God of the Forest
by ocii
Summary: Slenderman: The more you know about him the closer he gets. A mythological figure who follows those who fear him. You can't be curious, but are you? Maybe it was he who led you here, that God of the Forest. Let me tell you about him, about the Faceless One, about the Tall One, about the One Who Watches Now, my Little One.
1. Chapter 1: Love

The world was dark and tasted like mold and wood. Taste was my first impression of the world, and my only smell and my only sight. Rotted wood, mushrooms, and bitter spores were the first of my sights.

The past was, to me, something that went on forever. I don't know how old I am. Standing in one spot, still as the rotting wood of the forest, would feel to me as though I had been in that little space forever, looming over rotting leaves and fuzzy twigs, feeling both insignificant and powerful, moving only slightly to ward off biting insects and the itch of humidity. But back then I was simple. Knowing no language, no colors, and only the sounds of the forest, I knew only what nature intended for me – or, rather, what I _believed_ she had intended for me. I knew that if it rained I could hide under the rotted wood. If I was cold, I would find a patch of warmth – I did not know yet that this was _sun_ – and soon I learned that tilting my face up to it let the warmth travel through my veins. Through it nature put happiness into my heart and mind and I knew little else.

I suppose it is my first years I remember best, those years when I learned what the forest offered and felt each individual shape of every type of leaf, simply because it was new to me. I remember those first scents, and I remember not long later learning the smell of flowers and tasting the smell of pollen. I remember warmth, what I now know as "summer," and I remember the strange smell of autumn and every tree falling into sleep but me. I remember the loneliness of winter, how the only birds I heard where those who sang loneliness into every ice chipped note, and I remember the cold that left me barely able to think that even the sun couldn't cure between the few times I could find it. Winters were lonely times.

As every season repeated itself again and again, I began to look forward to summers, to birds chirping and landing on me as the youngest failed to fly. I began to dread winters, so much that when I smelled the first sign of autumn I could instantly feel the sun sadden in my heart. I would feel the loneliness before its time and dread the silence, the taste of cold, the lack of a happy bird or brute insect or careful mouse. I began to feel like I had existed forever, and I could no longer remember my beginning or appreciate each thing as I had once been able to. Everything faded into one existence, and during one winter I began to realize that it was possible that I had no purpose.
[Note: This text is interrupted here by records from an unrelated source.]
pub mod facebook;
pub mod instagram;
pub mod package;
pub mod twitter;
pub mod youtube;

use crate::model::{NamedTables, ValidationResult};
use anyhow::Result;

pub use facebook::Facebook;
pub use instagram::Instagram;
pub use twitter::Twitter;
pub use youtube::YouTube;

/// One per-platform pipeline. `extract` runs validation and extraction in one
/// pass over the raw upload; it is synchronous, deterministic for identical
/// input bytes, and never suspends.
pub trait Platform {
    fn name(&self) -> &str;
    fn extract(&self, raw: &[u8]) -> Result<(ValidationResult, NamedTables)>;
}

pub fn all() -> Vec<Box<dyn Platform>> {
    vec![
        Box::new(Twitter),
        Box::new(Instagram),
        Box::new(Facebook),
        Box::new(YouTube),
    ]
}

pub fn by_name(name: &str) -> Option<Box<dyn Platform>> {
    all().into_iter().find(|p| p.name().eq_ignore_ascii_case(name))
}

/// Pipelines for the configured platform names, in configured order. Unknown
/// names are skipped.
pub fn registry(names: &[String]) -> Vec<Box<dyn Platform>> {
    names.iter().filter_map(|n| by_name(n)).collect()
}
use crate::catalog::TableTitleCatalog;
use crate::classify::{classify, Outcome};
use crate::consent::{build_consent_form, ConsentFormSpec};
use crate::donation::DonationSink;
use crate::logsink::LogSink;
use crate::model::{DataFrame, NamedTables, Translatable, ValidationResult};
use crate::platform::Platform;
use crate::progress::ProgressTracker;
use crate::session::{FlowSession, SessionReport, TurnOutcome};
use serde::Serialize;
use tracing::{info, warn};

pub const ACCEPTED_EXTENSIONS: &str = "application/zip, text/plain";

/// Render request for the UI channel. The flow suspends after emitting one of
/// these and resumes only through `Flow::resume`.
#[derive(Debug, Clone, Serialize)]
pub enum FlowRequest {
    FileInput {
        platform: String,
        description: Translatable,
        extensions: String,
        progress: f64,
    },
    Confirm {
        platform: String,
        text: Translatable,
        ok: Translatable,
        cancel: Translatable,
        progress: f64,
    },
    ConsentForm {
        platform: String,
        form: ConsentFormSpec,
        progress: f64,
    },
    EndPage,
}

/// Typed response delivered by the UI channel. A payload that does not match
/// the pending request takes the negative branch for that state.
#[derive(Debug, Clone)]
pub enum ResumePayload {
    FileSelected(Vec<u8>),
    Skipped,
    ConfirmYes,
    ConfirmNo,
    ConsentAccepted(String),
    ConsentDeclined,
}

enum State {
    SelectFile { index: usize, retries: u32 },
    RetryConfirm { index: usize, retries: u32 },
    Consent { index: usize, retries: u32, tables: NamedTables },
    End,
    Done,
}

/// The donation flow state machine. Platforms run strictly sequentially:
/// `SELECT_FILE -> CLASSIFY -> {RETRY_CONFIRM <-> SELECT_FILE | CONSENT} ->
/// {DONATED | SKIPPED}`, then a terminal end page after the last platform.
///
/// A driver loop renders `current_request()`, waits for the UI channel, and
/// feeds the response back through `resume()`. Logs are drained and donated
/// under the session tracking key at every transition; sink failures are
/// logged and swallowed, never surfaced into the state machine.
pub struct Flow {
    platforms: Vec<Box<dyn Platform>>,
    session: FlowSession,
    tracker: ProgressTracker,
    logs: LogSink,
    sink: Box<dyn DonationSink>,
    state: State,
}

impl Flow {
    pub fn new(
        platforms: Vec<Box<dyn Platform>>,
        session: FlowSession,
        logs: LogSink,
        sink: Box<dyn DonationSink>,
    ) -> Self {
        let mut tracker = ProgressTracker::new(platforms.len());
        let state = if platforms.is_empty() {
            State::End
        } else {
            tracker.advance();
            State::SelectFile {
                index: 0,
                retries: 0,
            }
        };

        let mut flow = Self {
            platforms,
            session,
            tracker,
            logs,
            sink,
            state,
        };
        info!("starting the donation flow");
        if let State::SelectFile { .. } = flow.state {
            info!("prompt for file for {}", flow.platforms[0].name());
        }
        flow.donate_logs();
        flow
    }

    /// The pending render request, or `None` once the flow has finished.
    pub fn current_request(&self) -> Option<FlowRequest> {
        match &self.state {
            State::SelectFile { index, .. } => Some(FlowRequest::FileInput {
                platform: self.platforms[*index].name().to_string(),
                description: file_prompt_description(),
                extensions: ACCEPTED_EXTENSIONS.to_string(),
                progress: self.tracker.current(),
            }),
            State::RetryConfirm { index, .. } => {
                let platform = self.platforms[*index].name();
                Some(FlowRequest::Confirm {
                    platform: platform.to_string(),
                    text: retry_confirmation_text(platform),
                    ok: Translatable::new("Try again", "Probeer opnieuw"),
                    cancel: Translatable::new("Continue", "Verder"),
                    progress: self.tracker.current(),
                })
            }
            State::Consent { index, tables, .. } => {
                let platform = self.platforms[*index].name();
                Some(FlowRequest::ConsentForm {
                    platform: platform.to_string(),
                    form: build_consent_form(platform, tables),
                    progress: self.tracker.current(),
                })
            }
            State::End => Some(FlowRequest::EndPage),
            State::Done => None,
        }
    }

    /// Advance the machine with the UI channel's response. Donates the log
    /// snapshot once on entry (after the resume) and once on exit (before the
    /// next render request).
    pub fn resume(&mut self, payload: ResumePayload) {
        self.donate_logs();

        let state = std::mem::replace(&mut self.state, State::Done);
        self.state = match state {
            State::SelectFile { index, retries } => self.on_select_file(index, retries, payload),
            State::RetryConfirm { index, retries } => {
                self.on_retry_confirm(index, retries, payload)
            }
            State::Consent {
                index,
                retries,
                tables,
            } => self.on_consent(index, retries, tables, payload),
            State::End | State::Done => State::Done,
        };

        self.donate_logs();
    }

    pub fn is_done(&self) -> bool {
        matches!(self.state, State::Done)
    }

    pub fn progress(&self) -> f64 {
        self.tracker.current()
    }

    pub fn report(&self) -> SessionReport {
        self.session.report()
    }

    fn on_select_file(&mut self, index: usize, retries: u32, payload: ResumePayload) -> State {
        let name = self.platforms[index].name().to_string();

        let ResumePayload::FileSelected(bytes) = payload else {
            info!("skipped {name}");
            self.tracker.advance();
            return self.end_turn(index, TurnOutcome::Skipped, retries);
        };

        let (validation, tables) = match self.platforms[index].extract(&bytes) {
            Ok(result) => result,
            Err(err) => {
                // Pipeline failure is indistinguishable from an unrecognized
                // package as far as the flow is concerned.
                warn!("extraction failed for {name}: {err:#}");
                (ValidationResult::unrecognized(), NamedTables::new())
            }
        };

        match classify(&validation, &tables) {
            Outcome::HasData => {
                info!("payload for {name}; prompt consent");
                self.tracker.advance();
                State::Consent {
                    index,
                    retries,
                    tables,
                }
            }
            Outcome::ValidEmpty => {
                info!("valid package for {name}; no payload; prompt consent");
                self.tracker.advance();
                State::Consent {
                    index,
                    retries,
                    tables: empty_result_set(),
                }
            }
            Outcome::InvalidPackage | Outcome::AbortRetry => {
                info!("not a valid {name} package; no payload; prompt retry confirmation");
                State::RetryConfirm { index, retries }
            }
        }
    }

    fn on_retry_confirm(&mut self, index: usize, retries: u32, payload: ResumePayload) -> State {
        match payload {
            ResumePayload::ConfirmYes => {
                // Retry keeps the progress value from the original file prompt.
                info!("retry requested for {}", self.platforms[index].name());
                State::SelectFile {
                    index,
                    retries: retries + 1,
                }
            }
            _ => {
                info!("skipped during retry {}", self.platforms[index].name());
                self.tracker.advance();
                self.end_turn(index, TurnOutcome::Skipped, retries)
            }
        }
    }

    fn on_consent(
        &mut self,
        index: usize,
        retries: u32,
        _tables: NamedTables,
        payload: ResumePayload,
    ) -> State {
        let name = self.platforms[index].name().to_string();
        match payload {
            ResumePayload::ConsentAccepted(accepted) => {
                info!("data donated; {name}");
                self.donate(&name, &accepted);
                self.end_turn(index, TurnOutcome::Donated, retries)
            }
            _ => {
                info!("skipped after reviewing consent: {name}");
                self.end_turn(index, TurnOutcome::Skipped, retries)
            }
        }
    }

    fn end_turn(&mut self, index: usize, outcome: TurnOutcome, retries: u32) -> State {
        let name = self.platforms[index].name().to_string();
        self.session.record_turn(&name, outcome, retries);

        let next = index + 1;
        if next < self.platforms.len() {
            info!("prompt for file for {}", self.platforms[next].name());
            self.tracker.advance();
            State::SelectFile {
                index: next,
                retries: 0,
            }
        } else {
            State::End
        }
    }

    fn donate(&self, key: &str, payload: &str) {
        if let Err(err) = self.sink.donate(key, payload) {
            warn!("donation failed for {key}: {err:#}");
        }
    }

    fn donate_logs(&self) {
        let lines = self.logs.donation_payload();
        let payload =
            serde_json::to_string(&lines).unwrap_or_else(|_| "[\"no logs\"]".to_string());
        if let Err(err) = self.sink.donate(&self.session.tracking_key(), &payload) {
            warn!("log donation failed: {err:#}");
        }
    }
}

/// Single-row placeholder shown when a recognized package held nothing
/// extractable.
pub fn empty_result_set() -> NamedTables {
    let mut tables = NamedTables::new();
    tables.insert(
        "empty",
        TableTitleCatalog::title("empty_result_set"),
        DataFrame::single_column("No data found", vec!["No data found".to_string()]),
    );
    tables
}

fn file_prompt_description() -> Translatable {
    Translatable::new(
        "Please select this file so we can extract relevant information for our research.",
        "Je kan deze file nu selecteren zodat wij er relevante informatie uit kunnen halen voor ons onderzoek.",
    )
}

fn retry_confirmation_text(platform: &str) -> Translatable {
    Translatable::new(
        format!(
            "Unfortunately, we cannot process your {platform} file. Continue, if you are sure \
             that you selected the right file. Try again to select a different file."
        ),
        format!(
            "Helaas, kunnen we uw {platform} bestand niet verwerken. Weet u zeker dat u het \
             juiste bestand heeft gekozen? Ga dan verder. Probeer opnieuw als u een ander \
             bestand wilt kiezen."
        ),
    )
}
When the idea first appeared I was too simple to understand it. I don't know how long ago it was – for all I know the thought was born a thousand years ago or just one. But once it was born it loomed in the back of my mind, ever present even in summer.

Strangely it was winter when I met Auha. It didn't seem strange to me at the time, nor did the name, for the name belonged to a deer. And as you know a deer does not know English. You also know that an English spelling does a name no justice, but only makes it ugly and raw. If only you could hear it, if only I could hear her say her own name! I was blind but I am not deaf, and her tone and her breath were enough to tell me she trusted me.

It was what I suppose could have been a field. In a ray of sun, I waited for the chill to escape my bones, knowing full well that it couldn't until I tasted the first flower of spring. Like a tree I stand straight, but like a tree I hold many branches. It was a strange change in that lonely cycle to finally have another first. That first was a cold, moist thing touching a branch and nuzzling. I didn't yet know that that huff was language.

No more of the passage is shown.